##### Data #####
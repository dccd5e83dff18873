//! Spread pricing of pass-through cash flows.
//!
//! A schedule is priced per 100 of current balance from a benchmark curve
//! plus a spread:
//!
//! - **I-spread**: the curve yield at the WAL plus the spread gives a flat
//!   BEY, converted to a monthly-compounded MEY, which discounts every cash
//!   flow.
//! - **Z-spread**: every monthly spot rate is shifted by the spread and each
//!   cash flow is discounted at its own tenor.
//!
//! In both modes accrued interest since the first of the settlement month is
//! deducted, and the stub from settlement to the first pay date is
//! discounted at the flat MEY.

use passthru_core::types::{Date, Spread, SpreadType};
use passthru_curves::{CurveError, RateCurve};
use passthru_mbs::{weighted_average_life, AmortizationSchedule};
use serde::{Deserialize, Serialize};

use crate::error::{AnalyticsError, AnalyticsResult};

/// Day-count basis for accrued interest and the stub discount.
pub const DAYS_PER_YEAR_30_360: f64 = 360.0;

/// Discounting of the stub between settlement and the first pay date.
#[derive(Debug, Clone, Copy, PartialEq, Eq, Hash, Default, Serialize, Deserialize)]
#[serde(rename_all = "snake_case")]
pub enum StubDiscount {
    /// Simple discount at the flat MEY over `days / 360`.
    #[default]
    FlatMey,
    /// No stub discount.
    None,
}

/// Conventions applied by the [`PricingEngine`].
#[derive(Debug, Clone, Copy, PartialEq, Eq, Hash, Default, Serialize, Deserialize)]
pub struct PricingConventions {
    /// Stub discount between settlement and the first pay date.
    pub stub_discount: StubDiscount,
}

impl PricingConventions {
    /// Sets the stub discount.
    #[must_use]
    pub fn with_stub_discount(mut self, stub_discount: StubDiscount) -> Self {
        self.stub_discount = stub_discount;
        self
    }
}

/// Full breakdown of a spread price.
#[derive(Debug, Clone, Copy, PartialEq, Serialize, Deserialize)]
pub struct PriceResult {
    /// Price per 100 of current balance.
    pub price: f64,
    /// Accrued interest in currency units.
    pub accrued_interest: f64,
    /// Weighted average life in years.
    pub wal_years: f64,
    /// Curve yield interpolated at the WAL (percent).
    pub benchmark_yield: f64,
    /// Bond-equivalent yield: benchmark yield plus spread (percent).
    pub bey: f64,
    /// Mortgage-equivalent yield (percent).
    pub mey: f64,
    /// Days from settlement to the first pay date.
    pub days_to_first_pay: i64,
    /// Spread the price was computed at.
    pub spread: Spread,
}

/// Converts a semi-annual bond-equivalent yield to a monthly mortgage yield.
///
/// `mey = 12 * ((1 + bey/200)^(2/12) - 1) * 100`, both in percent.
///
/// # Errors
///
/// Returns `AnalyticsError::InvalidYield` if `1 + bey/200 <= 0` or the
/// result is not finite.
pub fn bey_to_mey(bey: f64) -> AnalyticsResult<f64> {
    let base = 1.0 + bey / 200.0;
    if !(base > 0.0 && base.is_finite()) {
        return Err(AnalyticsError::invalid_yield(format!(
            "BEY {bey} gives a non-positive semi-annual growth factor"
        )));
    }
    Ok(12.0 * (base.powf(2.0 / 12.0) - 1.0) * 100.0)
}

/// Prices amortization schedules against a benchmark curve.
///
/// Stateless apart from its conventions, so one engine can be shared
/// across threads.
#[derive(Debug, Clone, Copy, Default, PartialEq, Eq)]
pub struct PricingEngine {
    conventions: PricingConventions,
}

impl PricingEngine {
    /// Creates an engine with default conventions.
    #[must_use]
    pub fn new() -> Self {
        Self::default()
    }

    /// Creates an engine with the given conventions.
    #[must_use]
    pub fn with_conventions(conventions: PricingConventions) -> Self {
        Self { conventions }
    }

    /// The engine's conventions.
    #[must_use]
    pub fn conventions(&self) -> PricingConventions {
        self.conventions
    }

    /// Price per 100 of current balance.
    ///
    /// # Errors
    ///
    /// See [`PricingEngine::price_detailed`].
    pub fn price(
        &self,
        schedule: &AmortizationSchedule,
        curve: &dyn RateCurve,
        settlement: Date,
        spread: &Spread,
    ) -> AnalyticsResult<f64> {
        self.price_detailed(schedule, curve, settlement, spread)
            .map(|result| result.price)
    }

    /// Price with its yield, WAL and accrued breakdown.
    ///
    /// For Z-spread pricing the curve must carry a point at every period
    /// number, so re-grid a spot curve to monthly first.
    ///
    /// # Errors
    ///
    /// * `AnalyticsError::InvalidInput` for an empty schedule or a
    ///   non-positive starting balance.
    /// * `AnalyticsError::CurveRange` if the WAL cannot be bracketed on the
    ///   curve, or a Z-spread period has no curve point.
    /// * `AnalyticsError::InvalidYield` if the spread-adjusted yield or the
    ///   resulting price is not finite.
    /// * `AnalyticsError::Mbs` if the schedule pays no principal.
    pub fn price_detailed(
        &self,
        schedule: &AmortizationSchedule,
        curve: &dyn RateCurve,
        settlement: Date,
        spread: &Spread,
    ) -> AnalyticsResult<PriceResult> {
        let inputs = PriceInputs::new(schedule, curve, settlement)?;
        let quote = self.price_prepared(
            &inputs,
            schedule,
            curve,
            spread.as_bps_f64(),
            spread.spread_type(),
        )?;

        Ok(PriceResult {
            price: quote.price,
            accrued_interest: inputs.accrued,
            wal_years: inputs.wal_years,
            benchmark_yield: inputs.benchmark_yield,
            bey: quote.bey,
            mey: quote.mey,
            days_to_first_pay: inputs.days_to_first_pay,
            spread: *spread,
        })
    }

    /// Prices at `bps` of spread from inputs computed once per schedule.
    pub(crate) fn price_prepared(
        &self,
        inputs: &PriceInputs,
        schedule: &AmortizationSchedule,
        curve: &dyn RateCurve,
        bps: f64,
        spread_type: SpreadType,
    ) -> AnalyticsResult<Quote> {
        let bey = inputs.benchmark_yield + bps / 100.0;
        let mey = bey_to_mey(bey)?;

        let pv = match spread_type {
            SpreadType::ISpread => flat_present_value(schedule, mey),
            SpreadType::ZSpread => spot_present_value(schedule, curve, bps)?,
        };

        let stub = match self.conventions.stub_discount {
            StubDiscount::FlatMey => {
                1.0 + mey / 100.0 * inputs.days_to_first_pay as f64 / DAYS_PER_YEAR_30_360
            }
            StubDiscount::None => 1.0,
        };

        let price = (pv - inputs.accrued) * 100.0 / inputs.balance / stub;
        if !price.is_finite() {
            return Err(AnalyticsError::invalid_yield(format!(
                "price is not finite at {bps} bps ({spread_type})"
            )));
        }

        log::trace!("priced at {bps} bps {spread_type}: {price:.6} (bey {bey:.6}, mey {mey:.6})");

        Ok(Quote { price, bey, mey })
    }
}

/// Prices a schedule with the default conventions.
///
/// # Errors
///
/// See [`PricingEngine::price_detailed`].
pub fn price(
    schedule: &AmortizationSchedule,
    curve: &dyn RateCurve,
    settlement: Date,
    spread: &Spread,
) -> AnalyticsResult<f64> {
    PricingEngine::new().price(schedule, curve, settlement, spread)
}

/// Spread-dependent part of a price.
#[derive(Debug, Clone, Copy)]
pub(crate) struct Quote {
    pub(crate) price: f64,
    pub(crate) bey: f64,
    pub(crate) mey: f64,
}

/// Spread-independent quantities of a price.
#[derive(Debug, Clone, Copy)]
pub(crate) struct PriceInputs {
    balance: f64,
    accrued: f64,
    days_to_first_pay: i64,
    wal_years: f64,
    benchmark_yield: f64,
}

impl PriceInputs {
    pub(crate) fn new(
        schedule: &AmortizationSchedule,
        curve: &dyn RateCurve,
        settlement: Date,
    ) -> AnalyticsResult<Self> {
        let first = schedule
            .first()
            .ok_or_else(|| AnalyticsError::invalid_input("schedule has no periods"))?;

        let balance = first.starting_balance;
        if !(balance > 0.0 && balance.is_finite()) {
            return Err(AnalyticsError::invalid_input(format!(
                "starting balance must be positive, got {balance}"
            )));
        }

        let accrued_days = (settlement - settlement.start_of_month()) as f64;
        let accrued = accrued_days / DAYS_PER_YEAR_30_360 * first.coupon / 100.0 * balance;
        let days_to_first_pay = first.pay_date - settlement;

        let wal_years = weighted_average_life(settlement, schedule)?;
        let benchmark_yield = curve_rate_at_wal(curve, wal_years * 12.0)?;

        Ok(Self {
            balance,
            accrued,
            days_to_first_pay,
            wal_years,
            benchmark_yield,
        })
    }
}

fn curve_rate_at_wal(curve: &dyn RateCurve, wal_months: f64) -> AnalyticsResult<f64> {
    curve.linear_rate(wal_months).map_err(|err| match err {
        CurveError::TenorOutOfRange {
            requested,
            min,
            max,
        } => AnalyticsError::CurveRange {
            months: requested,
            min,
            max,
        },
        other => other.into(),
    })
}

fn flat_present_value(schedule: &AmortizationSchedule, mey: f64) -> f64 {
    let monthly = 1.0 + mey / 1200.0;
    schedule
        .periods()
        .iter()
        .map(|p| p.cash_flow / monthly.powi(p.period as i32 - 1))
        .sum()
}

fn spot_present_value(
    schedule: &AmortizationSchedule,
    curve: &dyn RateCurve,
    bps: f64,
) -> AnalyticsResult<f64> {
    let mut pv = 0.0;
    for p in schedule.periods() {
        let spot = curve.rate_at(p.period).ok_or(AnalyticsError::CurveRange {
            months: f64::from(p.period),
            min: curve.min_tenor(),
            max: curve.max_tenor(),
        })?;
        let growth = 1.0 + (spot + bps / 100.0) / 1200.0;
        if growth <= 0.0 {
            return Err(AnalyticsError::invalid_yield(format!(
                "spot rate at {}M plus {bps} bps gives a non-positive discount base",
                p.period
            )));
        }
        pv += p.cash_flow / growth.powi(p.period as i32 - 1);
    }
    Ok(pv)
}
#####
Task item
Repeat the entries above exactly, beginning at their first line and ending with the line that contains "in currency units.", with nothing added.

Written solution
repository dccd5e83dff18873
//! Spread pricing of pass-through cash flows.
//!
//! A schedule is priced per 100 of current balance from a benchmark curve
//! plus a spread:
//!
//! - **I-spread**: the curve yield at the WAL plus the spread gives a flat
//!   BEY, converted to a monthly-compounded MEY, which discounts every cash
//!   flow.
//! - **Z-spread**: every monthly spot rate is shifted by the spread and each
//!   cash flow is discounted at its own tenor.
//!
//! In both modes accrued interest since the first of the settlement month is
//! deducted, and the stub from settlement to the first pay date is
//! discounted at the flat MEY.

use passthru_core::types::{Date, Spread, SpreadType};
use passthru_curves::{CurveError, RateCurve};
use passthru_mbs::{weighted_average_life, AmortizationSchedule};
use serde::{Deserialize, Serialize};

use crate::error::{AnalyticsError, AnalyticsResult};

/// Day-count basis for accrued interest and the stub discount.
pub const DAYS_PER_YEAR_30_360: f64 = 360.0;

/// Discounting of the stub between settlement and the first pay date.
#[derive(Debug, Clone, Copy, PartialEq, Eq, Hash, Default, Serialize, Deserialize)]
#[serde(rename_all = "snake_case")]
pub enum StubDiscount {
    /// Simple discount at the flat MEY over `days / 360`.
    #[default]
    FlatMey,
    /// No stub discount.
    None,
}

/// Conventions applied by the [`PricingEngine`].
#[derive(Debug, Clone, Copy, PartialEq, Eq, Hash, Default, Serialize, Deserialize)]
pub struct PricingConventions {
    /// Stub discount between settlement and the first pay date.
    pub stub_discount: StubDiscount,
}

impl PricingConventions {
    /// Sets the stub discount.
    #[must_use]
    pub fn with_stub_discount(mut self, stub_discount: StubDiscount) -> Self {
        self.stub_discount = stub_discount;
        self
    }
}

/// Full breakdown of a spread price.
#[derive(Debug, Clone, Copy, PartialEq, Serialize, Deserialize)]
pub struct PriceResult {
    /// Price per 100 of current balance.
    pub price: f64,
    /// Accrued interest in currency units.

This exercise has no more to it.